Rachel Watson’s installation of cyanotypes on bedsheets is a personal and symbolic response to the long and fraught history of the Central State Hospital in Milledgeville, Georgia. Entitled “247: Protected, Cared For, Cured and Released,” the installation derives from intensive research conducted at the Special Collections Library at the University of Georgia and the Georgia Archives. In particular, Watson’s work responds to the tension and effects of the Open Door Policy.

Written by the head of the State Division of Mental Health, Dr. Gary Miller with the intention that it be implemented during the fall of 1973, the Open Door policy would have allowed patients in the Freeman Building the freedom to roam the grounds of Central State Hospital as well as the town of Milledgeville, and it was conceived in an effort to reintroduce patients to society. 247 patients would have been affected by this policy, hence, the number of cyanotypes in Watson’s installation.

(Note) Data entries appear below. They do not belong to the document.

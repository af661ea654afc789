use std::sync::Arc;

use poolscore::{
    apis::ApiManager,
    arguments::{config_path, host_override, is_help_requested, port_override, print_help},
    config::{load_config_with_overrides, ConfigOverrides, CONFIG_FILE_PATH},
    logger::{self, LogTag},
    pools::PoolService,
    webserver::{self, AppState},
};

/// Main entry point for the poolscore API server
///
/// Loads configuration (file plus --host/--port overrides, validated together), builds the API
/// clients and pool service, and serves until Ctrl+C.
#[tokio::main]
async fn main() {
    logger::init();

    if is_help_requested() {
        print_help();
        std::process::exit(0);
    }

    logger::info(LogTag::System, "poolscore starting up...");

    let path = config_path().unwrap_or_else(|| CONFIG_FILE_PATH.to_string());
    let config = match port_override().and_then(|port| {
        load_config_with_overrides(
            &path,
            ConfigOverrides {
                host: host_override(),
                port,
            },
        )
    }) {
        Ok(config) => config,
        Err(e) => {
            logger::error(LogTag::Config, &format!("Failed to load configuration: {}", e));
            std::process::exit(1);
        }
    };

    let apis = match ApiManager::from_config(&config.sources) {
        Ok(apis) => Arc::new(apis),
        Err(e) => {
            logger::error(LogTag::Api, &e);
            std::process::exit(1);
        }
    };
    let pools = Arc::new(PoolService::from_api_manager(&apis, &config.sources));
    let state = Arc::new(AppState::new(config.webserver.clone(), apis, pools));

    if let Err(e) = ctrlc::set_handler(|| {
        logger::info(LogTag::System, "Shutdown requested (Ctrl+C)");
        webserver::shutdown();
    }) {
        logger::warning(
            LogTag::System,
            &format!("Failed to install Ctrl+C handler: {}", e),
        );
    }

    if let Err(e) = webserver::start_server(state).await {
        logger::error(LogTag::Webserver, &e);
        std::process::exit(1);
    }

    logger::info(LogTag::System, "poolscore stopped");
}
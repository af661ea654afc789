/// Pool score table tool
///
/// Runs the fetch → score → rank pipeline once and prints one view as a table
/// (or as the JSON the API would return).
///
/// Usage: cargo run --bin tool_pool_scores -- --view best-stables [--config data/config.toml] [--json]
use anyhow::{anyhow, Context, Result};
use clap::Parser;
use colored::Colorize;
use comfy_table::{presets, Attribute, Cell, Color, ContentArrangement, Table};

use poolscore::{
    apis::ApiManager,
    config::{load_config_from_path, CONFIG_FILE_PATH},
    logger::{self, LogLevel, LogTag, LoggerConfig},
    pools::{PoolService, ScoreView, ScoredPool, ViewResult},
};

#[derive(Parser, Debug)]
#[clap(name = "tool_pool_scores")]
#[clap(about = "Fetch, score and rank Aptos DEX pools once")]
struct Args {
    /// View to print: top10, top-named, all, best-stables, best-volatile, high-apr, low-risk
    #[clap(long, default_value = "top-named")]
    view: String,

    /// Configuration file
    #[clap(long, default_value = CONFIG_FILE_PATH)]
    config: String,

    /// Print the JSON response instead of a table
    #[clap(long)]
    json: bool,

    /// Debug output for every module
    #[clap(long)]
    debug: bool,
}

#[tokio::main]
async fn main() -> Result<()> {
    let args = Args::parse();

    logger::set_logger_config(LoggerConfig {
        min_level: if args.debug {
            LogLevel::Debug
        } else {
            LogLevel::Warning
        },
        debug_all: args.debug,
        ..LoggerConfig::default()
    });

    let view = ScoreView::from_slug(&args.view).ok_or_else(|| {
        anyhow!(
            "unknown view '{}' (expected one of: {})",
            args.view,
            ScoreView::ALL_VIEWS
                .iter()
                .map(|v| v.slug())
                .collect::<Vec<_>>()
                .join(", ")
        )
    })?;

    let config = load_config_from_path(&args.config)
        .map_err(|e| anyhow!("{}", e))
        .with_context(|| format!("loading {}", args.config))?;
    let apis = ApiManager::from_config(&config.sources).map_err(|e| anyhow!(e))?;
    let service = PoolService::from_api_manager(&apis, &config.sources);

    logger::debug(LogTag::System, &format!("Running view {}", view.slug()));
    let result = service
        .score_view(view)
        .await
        .map_err(|e| anyhow!("{}", e))?;

    if args.json {
        println!("{}", serde_json::to_string_pretty(&result)?);
        return Ok(());
    }

    print_view(view, &result);
    Ok(())
}

fn print_view(view: ScoreView, result: &ViewResult) {
    let heading = match result {
        ViewResult::All(all) => format!(
            "{} ({} unique pools, showing top {})",
            view.slug(),
            all.count,
            all.top.len()
        ),
        ViewResult::Pools(pools) => format!("{} ({} pools)", view.slug(), pools.len()),
    };
    println!("{}", heading.bold());

    if result.pools().is_empty() {
        println!("{}", "No pools matched".yellow());
        return;
    }

    println!("{}", build_table(result.pools()));
}

fn build_table(pools: &[ScoredPool]) -> Table {
    let mut table = Table::new();
    table
        .load_preset(presets::UTF8_FULL)
        .set_content_arrangement(ContentArrangement::Dynamic);

    table.set_header(
        ["#", "Pool", "DEX", "TVL ($)", "Volume 24h ($)", "24h %", "APR %", "Score"]
            .into_iter()
            .map(|h| Cell::new(h).add_attribute(Attribute::Bold)),
    );

    for (i, scored) in pools.iter().enumerate() {
        let pool = &scored.pool;
        let change = if pool.volatility >= 0.0 {
            Cell::new(format!("+{:.2}", pool.volatility)).fg(Color::Green)
        } else {
            Cell::new(format!("{:.2}", pool.volatility)).fg(Color::Red)
        };

        table.add_row(vec![
            Cell::new(i + 1),
            Cell::new(&pool.name),
            Cell::new(pool.dex.as_str()),
            Cell::new(format!("{:.0}", pool.tvl)),
            Cell::new(format!("{:.0}", pool.volume24h)),
            change,
            Cell::new(format!("{:.2}", pool.apr)),
            Cell::new(format!("{:.4}", scored.score)),
        ]);
    }

    table
}
/// Raw listing → `NormalizedPool`
///
/// Every field is read through an ordered list of JSON paths. The first path
/// holding a truthy value (anything but null, false, "" or 0) wins, otherwise
/// the field falls back to its default.
use serde_json::Value;

use super::types::{NormalizedPool, RawPoolRecord};

pub const NAME_CANDIDATES: &[&str] = &["name"];
pub const ADDRESS_CANDIDATES: &[&str] = &["address", "poolAddress", "id"];
pub const TVL_CANDIDATES: &[&str] = &["reserve_in_usd", "tvl"];
pub const VOLUME_CANDIDATES: &[&str] = &["volume_usd.h24", "volume24h"];
pub const VOLATILITY_CANDIDATES: &[&str] = &["price_change_percentage.h24", "volatility"];
pub const APR_CANDIDATES: &[&str] = &["apr"];

pub const UNKNOWN_NAME: &str = "Unknown";
pub const UNKNOWN_ADDRESS: &str = "unknown";

/// Resolve a dotted path (`volume_usd.h24`) inside `value`
pub fn get_path<'a>(value: &'a Value, path: &str) -> Option<&'a Value> {
    path.split('.')
        .try_fold(value, |current, key| current.as_object()?.get(key))
}

/// First candidate path whose value is truthy
pub fn first_present<'a>(value: &'a Value, candidates: &[&str]) -> Option<&'a Value> {
    candidates
        .iter()
        .filter_map(|path| get_path(value, path))
        .find(|v| is_truthy(v))
}

pub fn is_truthy(value: &Value) -> bool {
    match value {
        Value::Null => false,
        Value::Bool(b) => *b,
        Value::Number(n) => n.as_f64().map(|f| f != 0.0).unwrap_or(false),
        Value::String(s) => !s.is_empty(),
        Value::Array(_) | Value::Object(_) => true,
    }
}

/// Numbers and numeric strings; everything else (or non-finite) is 0
pub fn to_number(value: &Value) -> f64 {
    let parsed = match value {
        Value::Number(n) => n.as_f64(),
        Value::String(s) => {
            let trimmed = s.trim();
            if trimmed.is_empty() {
                Some(0.0)
            } else {
                trimmed.parse::<f64>().ok()
            }
        }
        _ => None,
    };
    parsed.filter(|f| f.is_finite()).unwrap_or(0.0)
}

fn to_text(value: &Value) -> String {
    match value {
        Value::String(s) => s.clone(),
        other => other.to_string(),
    }
}

fn text_field(raw: &Value, candidates: &[&str], fallback: &str) -> String {
    first_present(raw, candidates)
        .map(to_text)
        .unwrap_or_else(|| fallback.to_string())
}

fn number_field(raw: &Value, candidates: &[&str]) -> f64 {
    first_present(raw, candidates).map(to_number).unwrap_or(0.0)
}

pub fn normalize(record: &RawPoolRecord) -> NormalizedPool {
    let raw = &record.attributes;
    NormalizedPool {
        dex: record.dex.clone(),
        name: text_field(raw, NAME_CANDIDATES, UNKNOWN_NAME),
        pool_address: text_field(raw, ADDRESS_CANDIDATES, UNKNOWN_ADDRESS),
        tvl: number_field(raw, TVL_CANDIDATES),
        volume24h: number_field(raw, VOLUME_CANDIDATES),
        volatility: number_field(raw, VOLATILITY_CANDIDATES),
        apr: number_field(raw, APR_CANDIDATES),
        raw: raw.clone(),
    }
}

pub fn normalize_all(records: &[RawPoolRecord]) -> Vec<NormalizedPool> {
    records.iter().map(normalize).collect()
}

#[cfg(test)]
mod tests {
    use super::*;
    use crate::pools::types::Dex;
    use serde_json::json;

    fn gecko_attributes() -> Value {
        json!({
            "address": "0xabc",
            "name": "APT / USDC 0.05%",
            "reserve_in_usd": "12345.67",
            "volume_usd": { "h24": "890.1", "h6": "12" },
            "price_change_percentage": { "h24": "-1.25" }
        })
    }

    #[test]
    fn test_geckoterminal_attributes() {
        let pool = normalize(&RawPoolRecord::new(Dex::Thala, gecko_attributes()));
        assert_eq!(pool.dex, Dex::Thala);
        assert_eq!(pool.name, "APT / USDC 0.05%");
        assert_eq!(pool.pool_address, "0xabc");
        assert_eq!(pool.tvl, 12345.67);
        assert_eq!(pool.volume24h, 890.1);
        assert_eq!(pool.volatility, -1.25);
        assert_eq!(pool.apr, 0.0);
        assert_eq!(pool.raw, gecko_attributes());
    }

    #[test]
    fn test_fallbacks_and_candidate_order() {
        let pool = normalize(&RawPoolRecord::new(
            Dex::Merkle,
            json!({
                "id": "BTC_USD",
                "address": "",
                "tvl": 42,
                "reserve_in_usd": 0,
                "volume24h": "7",
                "volatility": "not a number"
            }),
        ));
        assert_eq!(pool.name, UNKNOWN_NAME);
        assert_eq!(pool.pool_address, "BTC_USD");
        assert_eq!(pool.tvl, 42.0);
        assert_eq!(pool.volume24h, 7.0);
        assert_eq!(pool.volatility, 0.0);

        let empty = normalize(&RawPoolRecord::new(Dex::Thala, json!(null)));
        assert_eq!(empty.pool_address, UNKNOWN_ADDRESS);
        assert_eq!(empty.tvl, 0.0);
    }

    #[test]
    fn test_non_finite_strings_become_zero() {
        assert_eq!(to_number(&json!("inf")), 0.0);
        assert_eq!(to_number(&json!("NaN")), 0.0);
        assert_eq!(to_number(&json!(" 3.5 ")), 3.5);
        assert_eq!(to_number(&json!(true)), 0.0);
    }

    #[test]
    fn test_normalize_is_idempotent() {
        let records = vec![
            RawPoolRecord::new(Dex::Thala, gecko_attributes()),
            RawPoolRecord::new(Dex::Liquidswap, json!({ "name": "", "tvl": "5" })),
            RawPoolRecord::new(Dex::Merkle, json!({ "id": 7, "volume24h": 3 })),
        ];

        for once in normalize_all(&records) {
            let again = normalize(&RawPoolRecord::new(
                once.dex.clone(),
                serde_json::to_value(&once).unwrap(),
            ));
            assert_eq!(again.name, once.name);
            assert_eq!(again.pool_address, once.pool_address);
            assert_eq!(again.tvl, once.tvl);
            assert_eq!(again.volume24h, once.volume24h);
            assert_eq!(again.volatility, once.volatility);
            assert_eq!(again.apr, once.apr);
        }
    }
}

However, political tensions between the then governor of Georgia, Jimmy Carter, and Senator Culver Kidd blocked the implementation of the policy. Kidd was accused of inciting fear among the residents of the surrounding area and began a petition opposing the Open Door policy. In statements against this petition, Carter is quoted as having said, “We look on mental patients as someone to be protected, cared for, cured, and released, not kept there to support the economic structure of a community.”

Watson’s work is comprised of 247 twin-bed flat sheets arranged in piles that are approximately 36” x 95” x 63,” imprinted with the shadow of the Freeman building at Central State Hospital. Cyanotyping is a camera-less printing process that results in cyan-blue images. The process typically uses two chemicals to achieve the desired print: ferric ammonium citrate and potassium ferricyanide. Purchased from thrift stores, Watson first laundered the bedsheets to remove any contaminant that could affect the cyanotyping process. She then soaked them in the appropriate chemical solution and dried them overnight in a space that eliminated contact with UV rays. Watson then laid the sheets in a grid, adjacent to the building where its shadow would fall upon them. Those laid outside of the shadow turned a dark blue, while sheets kept in the shadow are comparatively lighter. The intended final installation for the work is the 247 sheets stacked in front of the Freeman Building.

Watson’s cyanotypes are created by shadows. Shadows, in their very nature, are only representations of objects and never serve as the actual object they mimic. By creating works from the shadow of a building with a horrific history, Watson calls attention to the forgotten and neglected patients of Central State Hospital, along with the fear and horrible conditions to which they were subjected.